Only a three-phase voltage regulator, only a single-phase voltage regulator, or both the three-phase voltage regulator and the single-phase voltage regulator can be used. Each three-phase voltage regulator has three output terminals, one corresponding to each output terminal. Each single-phase voltage regulator has only one output. If only single-phase voltage regulators are used, at least two single-phase voltage regulators are required to meet the condition of having at least two output terminals.

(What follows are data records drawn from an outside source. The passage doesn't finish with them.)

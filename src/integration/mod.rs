//! Host-side glue: config flow, entry setup/teardown and polling.

mod config_flow;
mod poller;
mod registry;

pub use config_flow::{ConfigEntry, ConfigFlow, ValidatedDevice, unique_id, validate_connection};
pub use poller::{PollSummary, poll_all, poll_once, spawn_poller};
pub use registry::{EntryRegistry, LoadedEntry};
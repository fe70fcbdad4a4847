use std::collections::VecDeque;

use tracing::debug;

use crate::error::PeerLinkError;
use crate::event::IceCandidate;
use crate::peer::PeerLink;

/// Outcome of flushing queued candidates into a link.
#[derive(Debug, Default)]
pub struct DrainReport {
    pub applied: usize,
    pub failures: Vec<(IceCandidate, PeerLinkError)>,
}

impl DrainReport {
    pub fn is_clean(&self) -> bool {
        self.failures.is_empty()
    }
}

/// Remote candidates held back until the remote description is in place.
#[derive(Debug, Default)]
pub struct IceCandidateQueue {
    pending: VecDeque<IceCandidate>,
}

impl IceCandidateQueue {
    pub fn new() -> Self {
        Self::default()
    }

    pub fn enqueue(&mut self, candidate: IceCandidate) {
        self.pending.push_back(candidate);
    }

    pub fn extend(&mut self, candidates: impl IntoIterator<Item = IceCandidate>) {
        self.pending.extend(candidates);
    }

    /// Put candidates that were received before anything already queued at
    /// the front, keeping their relative order.
    pub fn prepend_earlier(&mut self, earlier: Vec<IceCandidate>) {
        for candidate in earlier.into_iter().rev() {
            self.pending.push_front(candidate);
        }
    }

    /// Empty the queue, returning its contents in arrival order.
    pub fn take(&mut self) -> IceCandidateQueue {
        IceCandidateQueue {
            pending: std::mem::take(&mut self.pending),
        }
    }

    pub fn len(&self) -> usize {
        self.pending.len()
    }

    pub fn is_empty(&self) -> bool {
        self.pending.is_empty()
    }

    pub fn iter(&self) -> impl Iterator<Item = &IceCandidate> {
        self.pending.iter()
    }

    /// Apply every queued candidate in arrival order. A rejected candidate is
    /// recorded and the rest are still applied. The queue is empty afterwards.
    pub async fn drain_into(&mut self, link: &dyn PeerLink) -> DrainReport {
        let pending = std::mem::take(&mut self.pending);
        let mut report = DrainReport::default();
        for candidate in pending {
            match link.add_remote_candidate(candidate.clone()).await {
                Ok(()) => report.applied += 1,
                Err(err) => {
                    debug!(target = "call.ice", error = %err, "queued candidate rejected");
                    report.failures.push((candidate, err));
                }
            }
        }
        report
    }
}
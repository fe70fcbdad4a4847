use thiserror::Error;

use crate::event::{Identity, SignalKind};
use crate::state::CallState;

/// Failures reported by a [`crate::PeerLink`] implementation.
#[derive(Debug, Clone, PartialEq, Eq, Error)]
pub enum PeerLinkError {
    #[error("peer connection closed")]
    Closed,
    #[error("invalid session description: {0}")]
    InvalidDescription(String),
    #[error("invalid ice candidate: {0}")]
    InvalidCandidate(String),
    #[error("peer connection error: {0}")]
    Backend(String),
}

/// Failures reported by a [`crate::MediaSource`] or a track.
#[derive(Debug, Clone, PartialEq, Eq, Error)]
pub enum MediaError {
    #[error("permission denied: {0}")]
    PermissionDenied(String),
    #[error("device busy: {0}")]
    DeviceBusy(String),
    #[error("device unavailable: {0}")]
    Unavailable(String),
}

#[derive(Debug, Clone, PartialEq, Eq, Error)]
pub enum CallError {
    #[error("failed to publish {event}: {reason}")]
    SignalPublish { event: SignalKind, reason: String },
    #[error("could not acquire local media: {0}")]
    MediaAcquisition(#[from] MediaError),
    #[error("failed to apply remote description: {0}")]
    DescriptionApply(PeerLinkError),
    #[error("failed to apply ice candidate: {0}")]
    CandidateApply(PeerLinkError),
    #[error("a call is already in progress ({state})")]
    DuplicateCall { state: CallState },
    #[error("negotiation failed: {0}")]
    Negotiation(PeerLinkError),
    #[error("could not create peer connection: {0}")]
    PeerLink(PeerLinkError),
    #[error("no pending call from {sender} matches that offer")]
    UnknownOffer { sender: Identity },
    #[error("there is no outgoing call to cancel")]
    NotCalling,
    #[error("call setup was superseded")]
    SetupAborted,
    #[error("malformed signal payload: {0}")]
    Codec(String),
}

impl CallError {
    /// Whether the error ends the call attempt it occurred in.
    pub fn is_fatal(&self) -> bool {
        matches!(
            self,
            CallError::MediaAcquisition(_)
                | CallError::DescriptionApply(_)
                | CallError::Negotiation(_)
                | CallError::PeerLink(_)
        )
    }

    /// Whether the error should reach the user as a notice.
    pub fn is_reportable(&self) -> bool {
        !matches!(self, CallError::SetupAborted | CallError::Codec(_))
    }
}
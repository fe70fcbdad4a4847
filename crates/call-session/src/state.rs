use std::fmt;

use crate::event::Identity;

/// Observable state of a call session.
#[derive(Debug, Clone, PartialEq, Eq)]
pub enum CallState {
    Idle,
    /// Outbound offer published (or being prepared), waiting for an answer.
    Calling { target: Identity, label: String },
    /// No call in progress and `pending` inbound offers waiting on the user.
    RingingLocal { pending: usize },
    /// Descriptions are being exchanged with `peer`.
    Negotiating { peer: Identity },
    Active { peer: Identity },
}

impl CallState {
    pub fn name(&self) -> &'static str {
        match self {
            CallState::Idle => "idle",
            CallState::Calling { .. } => "calling",
            CallState::RingingLocal { .. } => "ringing",
            CallState::Negotiating { .. } => "negotiating",
            CallState::Active { .. } => "active",
        }
    }

    pub fn is_idle(&self) -> bool {
        matches!(self, CallState::Idle)
    }

    /// A call is being placed or is connected; new calls are refused.
    pub fn is_busy(&self) -> bool {
        matches!(
            self,
            CallState::Calling { .. } | CallState::Negotiating { .. } | CallState::Active { .. }
        )
    }

    pub fn peer(&self) -> Option<&Identity> {
        match self {
            CallState::Calling { target, .. } => Some(target),
            CallState::Negotiating { peer } | CallState::Active { peer } => Some(peer),
            CallState::Idle | CallState::RingingLocal { .. } => None,
        }
    }
}

impl fmt::Display for CallState {
    fn fmt(&self, f: &mut fmt::Formatter<'_>) -> fmt::Result {
        match self {
            CallState::Idle => f.write_str("idle"),
            CallState::Calling { label, .. } => write!(f, "calling {label}"),
            CallState::RingingLocal { pending } => write!(f, "ringing ({pending} pending)"),
            CallState::Negotiating { peer } => write!(f, "negotiating with {peer}"),
            CallState::Active { peer } => write!(f, "in call with {peer}"),
        }
    }
}
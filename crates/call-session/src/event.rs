use std::fmt;

use bytes::Bytes;
use serde::{Deserialize, Serialize};

use crate::error::CallError;

/// Opaque per-client identity, allocated by whoever authenticates the user.
#[derive(Debug, Clone, PartialEq, Eq, Hash, PartialOrd, Ord, Serialize, Deserialize)]
#[serde(transparent)]
pub struct Identity(String);

impl Identity {
    pub fn new(value: impl Into<String>) -> Self {
        Self(value.into())
    }

    pub fn as_str(&self) -> &str {
        &self.0
    }
}

impl fmt::Display for Identity {
    fn fmt(&self, f: &mut fmt::Formatter<'_>) -> fmt::Result {
        f.write_str(&self.0)
    }
}

impl From<&str> for Identity {
    fn from(value: &str) -> Self {
        Self::new(value)
    }
}

impl From<String> for Identity {
    fn from(value: String) -> Self {
        Self(value)
    }
}

#[derive(Debug, Clone, Copy, PartialEq, Eq, Hash, Serialize, Deserialize)]
#[serde(rename_all = "lowercase")]
pub enum SdpType {
    Offer,
    Answer,
    Pranswer,
    Rollback,
}

/// Negotiation blob exchanged as an offer or answer.
#[derive(Debug, Clone, PartialEq, Eq, Hash, Serialize, Deserialize)]
pub struct SessionDescription {
    #[serde(rename = "type")]
    pub sdp_type: SdpType,
    pub sdp: String,
}

impl SessionDescription {
    pub fn offer(sdp: impl Into<String>) -> Self {
        Self {
            sdp_type: SdpType::Offer,
            sdp: sdp.into(),
        }
    }

    pub fn answer(sdp: impl Into<String>) -> Self {
        Self {
            sdp_type: SdpType::Answer,
            sdp: sdp.into(),
        }
    }
}

#[derive(Debug, Clone, PartialEq, Eq, Hash, Serialize, Deserialize)]
#[serde(rename_all = "camelCase")]
pub struct IceCandidate {
    pub candidate: String,
    #[serde(default)]
    pub sdp_mid: Option<String>,
    #[serde(rename = "sdpMLineIndex", default)]
    pub sdp_mline_index: Option<u16>,
    #[serde(default, skip_serializing_if = "Option::is_none")]
    pub username_fragment: Option<String>,
}

impl IceCandidate {
    pub fn new(candidate: impl Into<String>, sdp_mid: Option<String>, sdp_mline_index: Option<u16>) -> Self {
        Self {
            candidate: candidate.into(),
            sdp_mid,
            sdp_mline_index,
            username_fragment: None,
        }
    }
}

#[derive(Debug, Clone, Copy, PartialEq, Eq, Hash)]
pub enum SignalKind {
    CallRequest,
    Offer,
    Answer,
    IceCandidate,
    CallCancelled,
    CallRejected,
    CallEnded,
}

impl SignalKind {
    pub fn as_str(self) -> &'static str {
        match self {
            SignalKind::CallRequest => "call-request",
            SignalKind::Offer => "offer",
            SignalKind::Answer => "answer",
            SignalKind::IceCandidate => "ice-candidate",
            SignalKind::CallCancelled => "call-cancelled",
            SignalKind::CallRejected => "call-rejected",
            SignalKind::CallEnded => "call-ended",
        }
    }
}

impl fmt::Display for SignalKind {
    fn fmt(&self, f: &mut fmt::Formatter<'_>) -> fmt::Result {
        f.write_str(self.as_str())
    }
}

/// Type-specific part of a signaling event; the `type` tag sits alongside
/// the common sender/receiver fields on the wire.
#[derive(Debug, Clone, PartialEq, Serialize, Deserialize)]
#[serde(tag = "type", rename_all = "kebab-case")]
pub enum SignalBody {
    CallRequest {
        offer: SessionDescription,
        #[serde(rename = "senderUsername")]
        sender_username: String,
        #[serde(rename = "receiverUsername", default, skip_serializing_if = "Option::is_none")]
        receiver_username: Option<String>,
    },
    Offer {
        offer: SessionDescription,
        #[serde(rename = "senderUsername", default, skip_serializing_if = "Option::is_none")]
        sender_username: Option<String>,
    },
    Answer {
        answer: SessionDescription,
    },
    IceCandidate {
        candidate: IceCandidate,
    },
    CallCancelled {
        #[serde(default, skip_serializing_if = "Option::is_none")]
        offer: Option<SessionDescription>,
    },
    CallRejected {
        #[serde(default, skip_serializing_if = "Option::is_none")]
        offer: Option<SessionDescription>,
    },
    CallEnded,
}

impl SignalBody {
    pub fn kind(&self) -> SignalKind {
        match self {
            SignalBody::CallRequest { .. } => SignalKind::CallRequest,
            SignalBody::Offer { .. } => SignalKind::Offer,
            SignalBody::Answer { .. } => SignalKind::Answer,
            SignalBody::IceCandidate { .. } => SignalKind::IceCandidate,
            SignalBody::CallCancelled { .. } => SignalKind::CallCancelled,
            SignalBody::CallRejected { .. } => SignalKind::CallRejected,
            SignalBody::CallEnded => SignalKind::CallEnded,
        }
    }
}

/// One signaling message as carried over the bus.
#[derive(Debug, Clone, PartialEq, Serialize, Deserialize)]
pub struct SignalEvent {
    #[serde(rename = "senderId")]
    pub sender_id: Identity,
    #[serde(rename = "receiverId", default, skip_serializing_if = "Option::is_none")]
    pub receiver_id: Option<Identity>,
    #[serde(flatten)]
    pub body: SignalBody,
}

impl SignalEvent {
    pub fn new(sender_id: Identity, receiver_id: Option<Identity>, body: SignalBody) -> Self {
        Self {
            sender_id,
            receiver_id,
            body,
        }
    }

    pub fn kind(&self) -> SignalKind {
        self.body.kind()
    }

    pub fn is_from(&self, identity: &Identity) -> bool {
        self.sender_id == *identity
    }

    /// True for broadcasts and for events addressed to `identity`.
    pub fn reaches(&self, identity: &Identity) -> bool {
        self.receiver_id.as_ref().is_none_or(|receiver| receiver == identity)
    }

    /// True only when the event names `identity` as its receiver.
    pub fn is_addressed_to(&self, identity: &Identity) -> bool {
        self.receiver_id.as_ref() == Some(identity)
    }

    pub fn encode(&self) -> Result<Bytes, CallError> {
        serde_json::to_vec(self)
            .map(Bytes::from)
            .map_err(|err| CallError::Codec(err.to_string()))
    }

    pub fn decode(payload: &[u8]) -> Result<Self, CallError> {
        serde_json::from_slice(payload).map_err(|err| CallError::Codec(err.to_string()))
    }
}
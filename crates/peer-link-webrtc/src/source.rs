use std::sync::Arc;
use std::sync::atomic::{AtomicU64, Ordering};
use std::time::Duration;

use async_trait::async_trait;
use bytes::Bytes;
use call_session::{LocalMedia, MediaConstraints, MediaError, MediaKind, MediaSource, MediaTrack};
use tracing::{debug, trace};
use webrtc::media::Sample;

use crate::track::{TrackTable, WebRtcLocalTrack};

// Opus TOC byte plus a zero-length frame: decodes to silence.
const OPUS_SILENCE: &[u8] = &[0xf8, 0xff, 0xfe];
const AUDIO_FRAME: Duration = Duration::from_millis(20);
const DEFAULT_FRAME_RATE: u32 = 30;

/// Media source with no devices behind it: audio tracks carry Opus silence
/// and video tracks carry placeholder VP8 frames at the requested rate.
#[derive(Debug, Clone)]
pub struct SyntheticMediaSource {
    label: String,
    tracks: TrackTable,
    next_stream: Arc<AtomicU64>,
}

impl SyntheticMediaSource {
    pub fn new(label: impl Into<String>, tracks: TrackTable) -> Self {
        Self {
            label: label.into(),
            tracks,
            next_stream: Arc::new(AtomicU64::new(0)),
        }
    }

    pub fn tracks(&self) -> &TrackTable {
        &self.tracks
    }

    fn spawn_pump(track: Arc<WebRtcLocalTrack>, frame: Duration, payload: Bytes) {
        tokio::spawn(async move {
            let mut ticker = tokio::time::interval(frame);
            let sample = track.sample();
            while !track.is_stopped() {
                ticker.tick().await;
                if !track.is_enabled() {
                    continue;
                }
                let written = sample
                    .write_sample(&Sample {
                        data: payload.clone(),
                        duration: frame,
                        ..Default::default()
                    })
                    .await;
                if let Err(err) = written {
                    trace!(target = "call.webrtc", track = track.id(), error = %err, "sample write failed");
                }
            }
        });
    }
}

#[async_trait]
impl MediaSource for SyntheticMediaSource {
    async fn acquire(&self, constraints: &MediaConstraints) -> Result<LocalMedia, MediaError> {
        if !constraints.audio && constraints.video.is_none() {
            return Err(MediaError::Unavailable("no audio or video requested".into()));
        }
        let n = self.next_stream.fetch_add(1, Ordering::Relaxed) + 1;
        let stream_id = format!("{}-stream-{n}", self.label);
        let mut tracks: Vec<Arc<dyn MediaTrack>> = Vec::new();

        if constraints.audio {
            let track = WebRtcLocalTrack::new(
                format!("{}-audio-{n}", self.label),
                &stream_id,
                MediaKind::Audio,
                self.tracks.clone(),
            );
            Self::spawn_pump(track.clone(), AUDIO_FRAME, Bytes::from_static(OPUS_SILENCE));
            tracks.push(track);
        }
        if let Some(video) = &constraints.video {
            let fps = video.frame_rate.unwrap_or(DEFAULT_FRAME_RATE).max(1);
            let track = WebRtcLocalTrack::new(
                format!("{}-video-{n}", self.label),
                &stream_id,
                MediaKind::Video,
                self.tracks.clone(),
            );
            let frame = Duration::from_millis(1_000 / u64::from(fps));
            Self::spawn_pump(track.clone(), frame, Bytes::from(vec![0u8; 16]));
            tracks.push(track);
        }

        debug!(target = "call.webrtc", stream = %stream_id, tracks = tracks.len(), "synthetic media acquired");
        Ok(LocalMedia::new(stream_id, tracks))
    }
}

For a three-phase voltage regulator, the voltage at the output of a phase may be set to 0.

When the heating pipes 2 are connected with the three-phase voltage regulator, the output end of one phase in the three-phase voltage regulator is connected, and the output end of one phase in the three-phase voltage regulator can be connected with a plurality of heating pipes 2, for example, a plurality of heating pipes 2 are connected in parallel. When the heating pipe 2 is connected with the single-phase voltage regulator, the output end of the single-phase voltage regulator is connected, and the output end of the single-phase voltage regulator can be connected with a plurality of heating pipes 2, for example, a plurality of heating pipes 2 are connected in parallel.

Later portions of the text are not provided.